▶ _GOAL OF THE EXERCISE_:
Search the data for the string "route" and extract every line where it appears.

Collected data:
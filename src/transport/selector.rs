//! Per-request routing of API traffic.
//!
//! While a tunnel is coming up, API requests are sent through it. Once it is
//! connected, they only go through it when the device has been revoked and
//! still needs to reach the API. Everything else goes out directly, or
//! through a bridge relay when obfuscation is requested.

use std::sync::Arc;

use crate::config::Config;
use crate::error::Error;
use crate::lifecycle::services::TunnelManager;
use crate::lifecycle::types::{DeviceState, TunnelInfo, TunnelStatus};
use crate::state::{AppState, StateStore};
use crate::transport::relays::{select_bridge, BridgeRelay, RelayCache, ShadowsocksConfig};
use crate::{olog_debug, olog_warn};

#[derive(Debug, Clone, PartialEq, Eq)]
pub enum Transport {
    /// Default route, no obfuscation.
    Direct,
    /// Through a shadowsocks bridge relay.
    Bridge {
        relay: BridgeRelay,
        config: ShadowsocksConfig,
    },
    /// Through the VPN tunnel itself.
    Tunnel { tunnel: String, obfuscated: bool },
}

impl Transport {
    pub fn is_tunnel(&self) -> bool {
        matches!(self, Transport::Tunnel { .. })
    }
}

/// Whether API traffic must go through a tunnel in `status`.
pub fn should_bypass(status: TunnelStatus, state: &AppState) -> bool {
    match status {
        TunnelStatus::Connected => {
            state.configuration_loaded && state.device_state == DeviceState::Revoked
        }
        TunnelStatus::Connecting | TunnelStatus::Reasserting => true,
        TunnelStatus::Disconnected | TunnelStatus::Disconnecting => false,
    }
}

/// Decide how one API request is sent.
///
/// `None` means no safe route exists and the request must not be sent.
pub fn select_transport(
    use_bridge: bool,
    tunnels: &[TunnelInfo],
    state: &AppState,
    relays: &dyn RelayCache,
) -> Option<Transport> {
    let active = tunnels.iter().find(|tunnel| tunnel.status.is_active());
    if let Some(tunnel) = active {
        if should_bypass(tunnel.status, state) {
            return Some(Transport::Tunnel {
                tunnel: tunnel.identifier.clone(),
                obfuscated: use_bridge,
            });
        }
    }

    if !use_bridge {
        return Some(Transport::Direct);
    }

    match bridge_transport(relays) {
        Ok(transport) => Some(transport),
        Err(err) => {
            olog_warn!("TransportProvider: {}", err);
            None
        }
    }
}

fn bridge_transport(relays: &dyn RelayCache) -> Result<Transport, Error> {
    let relay_list = relays.cached_relays().map_err(|err| {
        Error::TransportUnavailable(format!("no cached relay list: {}", err))
    })?;

    let (relay, config) = select_bridge(&relay_list, &mut rand::thread_rng())
        .ok_or_else(|| Error::TransportUnavailable("no eligible bridge relay".to_string()))?;

    olog_debug!("TransportProvider: using bridge {}", relay.hostname);
    Ok(Transport::Bridge { relay, config })
}

/// Builds a transport for each outgoing API request.
pub struct TransportProvider {
    tunnels: Arc<dyn TunnelManager>,
    relays: Arc<dyn RelayCache>,
    state: StateStore,
    use_bridges: bool,
}

impl TransportProvider {
    pub fn new(tunnels: Arc<dyn TunnelManager>, relays: Arc<dyn RelayCache>, state: StateStore) -> Self {
        Self {
            tunnels,
            relays,
            state,
            use_bridges: false,
        }
    }

    pub fn with_config(mut self, config: &Config) -> Self {
        self.use_bridges = config.transport.use_bridges_by_default;
        self
    }

    pub fn set_use_bridges(&mut self, use_bridges: bool) {
        self.use_bridges = use_bridges;
    }

    /// Transport for the next request using the configured bridge preference.
    pub async fn make_transport(&self) -> Option<Transport> {
        self.make_transport_with(self.use_bridges).await
    }

    pub async fn make_transport_with(&self, use_bridge: bool) -> Option<Transport> {
        let tunnels = match self.tunnels.tunnels().await {
            Ok(tunnels) => tunnels,
            Err(err) => {
                olog_warn!("TransportProvider: failed to list tunnels: {}", err);
                Vec::new()
            }
        };
        let snapshot = self.state.snapshot();
        select_transport(use_bridge, &tunnels, &snapshot, self.relays.as_ref())
    }
}

impl std::fmt::Debug for TransportProvider {
    fn fmt(&self, f: &mut std::fmt::Formatter<'_>) -> std::fmt::Result {
        f.debug_struct("TransportProvider")
            .field("use_bridges", &self.use_bridges)
            .finish()
    }
}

▶ _EXPECTED ANSWER_:
    /// Default route, no obfuscation.
/// `None` means no safe route exists and the request must not be sent.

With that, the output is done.